Is It Good to Invest in Mutual Funds Now when mutual funds are going down?
Whether it’s a good time to invest depends on your personal situation. If you’re thinking long-term (5-10 years or more), the current dip could be a chance to buy funds at lower prices.
But if you need the money soon, it might be wiser to look at safer options like short-term debt funds or fixed deposits until things settle down.
Historic Data of Performance of Mutual Funds in India
To put things in perspective, let’s take a quick look at how mutual funds are going down and how Mutual Funds have been done in the past:
- Over the last 20 years, big company (large-cap) equity funds in India have given returns of about 12-15% per year on average.
- During tough times, like the 2008 financial crisis, many funds saw big drops. But they bounced back and even grew higher within a few years.
- More recently, when COVID-19 hit in 2020, funds dropped sharply at first but then recovered strongly. Many gave returns of over 70% in the following year.
This shows that while there can be scary drops, mutual funds have historically recovered and grown over time.
Should I Exit From Mutual Funds Now?
Before you decide to exit your mutual funds, take a moment to think about a few things. What are your financial goals? How is your fund doing compared to similar funds? How long were you planning to stay invested?
Remember, in the past, people who stayed invested through the ups and downs often ended up doing well.
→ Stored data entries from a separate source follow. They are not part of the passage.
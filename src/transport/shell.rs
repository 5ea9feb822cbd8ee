// src/transport/shell.rs

//! Privileged shell transport
//!
//! Commands run inside one long-lived `su` process. Each command is written
//! to the shell's stdin followed by an `echo` of a unique end marker and the
//! exit status; a reader thread forwards stdout lines over a channel so the
//! per-command timeout is enforced with `recv_timeout`.
//!
//! A shell can start without real elevation (a refused `su` prompt, a
//! restricted `su` binary), so a fresh session is only trusted after
//! `id -u` reports uid 0.

use crate::command::{CommandOutput, CommandRequest};
use crate::config::Config;
use crate::error::{Error, Result};
use crate::mode::ExecutionMode;
use crate::transport::Transport;
use std::io::{BufRead, BufReader, Read, Write};
use std::process::{Child, ChildStdin, Command, Stdio};
use std::sync::mpsc::{self, Receiver, RecvTimeoutError};
use std::sync::{Mutex, TryLockError};
use std::thread;
use std::time::{Duration, Instant};
use tracing::{debug, info, warn};
use uuid::Uuid;
use wait_timeout::ChildExt;

/// Command used to confirm elevation
const IDENTITY_COMMAND: &str = "id -u";

/// A running shell process
struct ShellSession {
    child: Child,
    stdin: ChildStdin,
    lines: Receiver<String>,
}

impl ShellSession {
    fn spawn(shell: &str) -> Result<Self> {
        let mut child = Command::new(shell)
            .stdin(Stdio::piped())
            .stdout(Stdio::piped())
            .stderr(Stdio::null())
            .spawn()
            .map_err(|e| {
                Error::TransportUnavailable(format!("failed to start {}: {}", shell, e))
            })?;

        let stdin = child.stdin.take().ok_or_else(|| {
            Error::TransportUnavailable("shell stdin was not captured".to_string())
        })?;
        let stdout = child.stdout.take().ok_or_else(|| {
            Error::TransportUnavailable("shell stdout was not captured".to_string())
        })?;

        let (tx, rx) = mpsc::channel();
        thread::Builder::new()
            .name("appwarden-shell-reader".to_string())
            .spawn(move || {
                for line in BufReader::new(stdout).lines() {
                    let Ok(line) = line else { break };
                    if tx.send(line).is_err() {
                        break;
                    }
                }
            })?;

        Ok(Self {
            child,
            stdin,
            lines: rx,
        })
    }

    fn is_alive(&mut self) -> bool {
        matches!(self.child.try_wait(), Ok(None))
    }

    /// Run one command and collect its output up to the end marker
    fn run(&mut self, command: &str, timeout: Duration) -> Result<CommandOutput> {
        let marker = format!("__APPWARDEN_END_{}__", Uuid::new_v4().simple());
        let script = format!("{} 2>&1 </dev/null\necho \"{} $?\"\n", command, marker);

        self.stdin
            .write_all(script.as_bytes())
            .and_then(|_| self.stdin.flush())
            .map_err(|e| Error::TransportUnavailable(format!("shell session closed: {}", e)))?;

        let deadline = Instant::now() + timeout;
        let mut output = String::new();

        loop {
            let remaining = deadline.saturating_duration_since(Instant::now());
            match self.lines.recv_timeout(remaining) {
                Ok(line) => {
                    // Output lacking a trailing newline shares a line with the marker
                    let Some(pos) = line.find(&marker) else {
                        output.push_str(&line);
                        output.push('\n');
                        continue;
                    };

                    output.push_str(&line[..pos]);
                    let status = line[pos + marker.len()..].trim();
                    let exit_code = status.parse::<i32>().map_err(|_| {
                        Error::Protocol(format!("unreadable exit status '{}'", status))
                    })?;
                    return Ok(CommandOutput::new(exit_code, output));
                }
                Err(RecvTimeoutError::Timeout) => return Err(Error::Timeout(timeout.as_secs())),
                Err(RecvTimeoutError::Disconnected) => {
                    return Err(Error::TransportUnavailable(
                        "shell session exited".to_string(),
                    ));
                }
            }
        }
    }
}

impl Drop for ShellSession {
    fn drop(&mut self) {
        let _ = self.child.kill();
        let _ = self.child.wait();
    }
}

/// Transport backed by a persistent elevated shell
pub struct RootShell {
    su_path: String,
    timeout: Duration,
    check_timeout: Duration,
    required_uid: u32,
    session: Mutex<Option<ShellSession>>,
    /// Last known grant verdict, `None` until something checked
    granted: Mutex<Option<bool>>,
}

impl RootShell {
    pub fn new(config: &Config) -> Self {
        Self {
            su_path: config.shell.su_path.clone(),
            timeout: config.command_timeout(),
            check_timeout: Duration::from_secs(config.shell.check_timeout_secs),
            required_uid: 0,
            session: Mutex::new(None),
            granted: Mutex::new(None),
        }
    }

    /// Accept sessions running as `uid` instead of root
    ///
    /// Lets an ordinary shell stand in for `su` in tests.
    pub fn with_required_uid(mut self, uid: u32) -> Self {
        self.required_uid = uid;
        self
    }

    pub fn with_timeout(mut self, timeout: Duration) -> Self {
        self.timeout = timeout;
        self
    }

    fn set_granted(&self, verdict: bool) {
        *self.granted.lock().unwrap_or_else(|e| e.into_inner()) = Some(verdict);
    }

    /// Start and verify a session
    fn establish(&self) -> Result<ShellSession> {
        info!("Starting privileged shell via {}", self.su_path);
        let mut session = ShellSession::spawn(&self.su_path)?;

        let identity = match session.run(IDENTITY_COMMAND, self.check_timeout) {
            Ok(output) => output,
            // A shell that exits or stalls before answering refused elevation
            Err(Error::TransportUnavailable(_)) | Err(Error::Timeout(_)) => {
                self.set_granted(false);
                return Err(Error::TransportDenied(format!(
                    "{} did not grant an elevated shell",
                    self.su_path
                )));
            }
            Err(e) => return Err(e),
        };

        let uid = identity.output.trim();
        if identity.exit_code != 0 || uid != self.required_uid.to_string() {
            self.set_granted(false);
            return Err(Error::TransportDenied(format!(
                "shell session is not elevated (uid '{}')",
                uid
            )));
        }

        self.set_granted(true);
        debug!("Privileged shell verified");
        Ok(session)
    }

    /// The live session in `slot`, starting one if needed
    fn ready_session<'a>(&self, slot: &'a mut Option<ShellSession>) -> Result<&'a mut ShellSession> {
        if slot.as_mut().is_some_and(|s| !s.is_alive()) {
            warn!("Privileged shell exited, restarting");
            *slot = None;
        }

        if slot.is_none() {
            *slot = Some(self.establish()?);
        }

        slot.as_mut()
            .ok_or_else(|| Error::TransportUnavailable("no shell session".to_string()))
    }

    fn run_in(&self, slot: &mut Option<ShellSession>, request: &CommandRequest) -> Result<CommandOutput> {
        let session = self.ready_session(slot)?;
        debug!("root shell: {}", request);

        let result = session.run(request.command(), self.timeout);
        match result {
            Ok(output) if output.exit_code == 0 => Ok(output),
            Ok(output) => Err(Error::ExecutionFailed {
                code: output.exit_code,
                message: output.output.trim().to_string(),
            }),
            Err(e) => {
                // The session state is unknown after a timeout; start fresh next time
                if matches!(e, Error::Timeout(_) | Error::TransportUnavailable(_)) {
                    warn!("Discarding privileged shell session: {}", e);
                    *slot = None;
                }
                Err(e)
            }
        }
    }
}

impl Transport for RootShell {
    fn mode(&self) -> ExecutionMode {
        ExecutionMode::Root
    }

    fn is_granted(&self) -> bool {
        // Unknown until an availability check or a session records a verdict
        self.granted
            .lock()
            .unwrap_or_else(|e| e.into_inner())
            .unwrap_or(false)
    }

    fn request_access(&self) -> Result<()> {
        self.ensure_ready()
    }

    fn is_available(&self) -> bool {
        if which::which(&self.su_path).is_err() {
            debug!("{} not found in PATH", self.su_path);
            return false;
        }

        let mut child = match Command::new(&self.su_path)
            .arg("-c")
            .arg(IDENTITY_COMMAND)
            .stdin(Stdio::null())
            .stdout(Stdio::piped())
            .stderr(Stdio::null())
            .spawn()
        {
            Ok(child) => child,
            Err(e) => {
                debug!("Failed to spawn {}: {}", self.su_path, e);
                return false;
            }
        };

        let status = match child.wait_timeout(self.check_timeout) {
            Ok(Some(status)) => status,
            Ok(None) => {
                debug!("Privilege check timed out");
                let _ = child.kill();
                let _ = child.wait();
                return false;
            }
            Err(e) => {
                debug!("Privilege check failed: {}", e);
                return false;
            }
        };

        let mut stdout = String::new();
        if let Some(mut out) = child.stdout.take() {
            let _ = out.read_to_string(&mut stdout);
        }

        let granted = status.success() && stdout.trim() == self.required_uid.to_string();
        self.set_granted(granted);
        granted
    }

    fn ensure_ready(&self) -> Result<()> {
        let mut slot = self.session.lock().unwrap_or_else(|e| e.into_inner());
        self.ready_session(&mut slot).map(|_| ())
    }

    fn execute(&self, request: &CommandRequest) -> Result<CommandOutput> {
        let mut slot = self.session.lock().unwrap_or_else(|e| e.into_inner());
        self.run_in(&mut slot, request)
    }

    fn try_execute(&self, request: &CommandRequest) -> Result<Option<CommandOutput>> {
        let mut slot = match self.session.try_lock() {
            Ok(guard) => guard,
            Err(TryLockError::WouldBlock) => return Ok(None),
            Err(TryLockError::Poisoned(e)) => e.into_inner(),
        };

        if slot.is_none() {
            return Ok(None);
        }
        self.run_in(&mut slot, request).map(Some)
    }
}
But everyone’s situation is different, so it’s important to think about what’s best for you when mutual funds are going down.
Is It a Good Time to Invest in Mutual Funds SIP Now?
Systematic Investment Plans, or SIPs, can be really helpful when markets are going up and down. They let you invest a fixed amount regularly, which means you buy more units when prices are low. This way, you don’t have to worry about trying to guess the best time to invest. Over time, this approach can lead to better average purchase prices.
Conclusion
While 2024 has been a challenging year for Mutual Funds, it’s important to stay calm and think things through. By understanding why this is happening and sticking to sound investment principles, you can navigate these tricky times. Remember, every market downturn in history has eventually been followed by a recovery. Stay informed, keep your investments diverse, and don’t lose sight of your long-term goals. With patience and a smart approach, you can weather this storm and potentially come out stronger on the other side.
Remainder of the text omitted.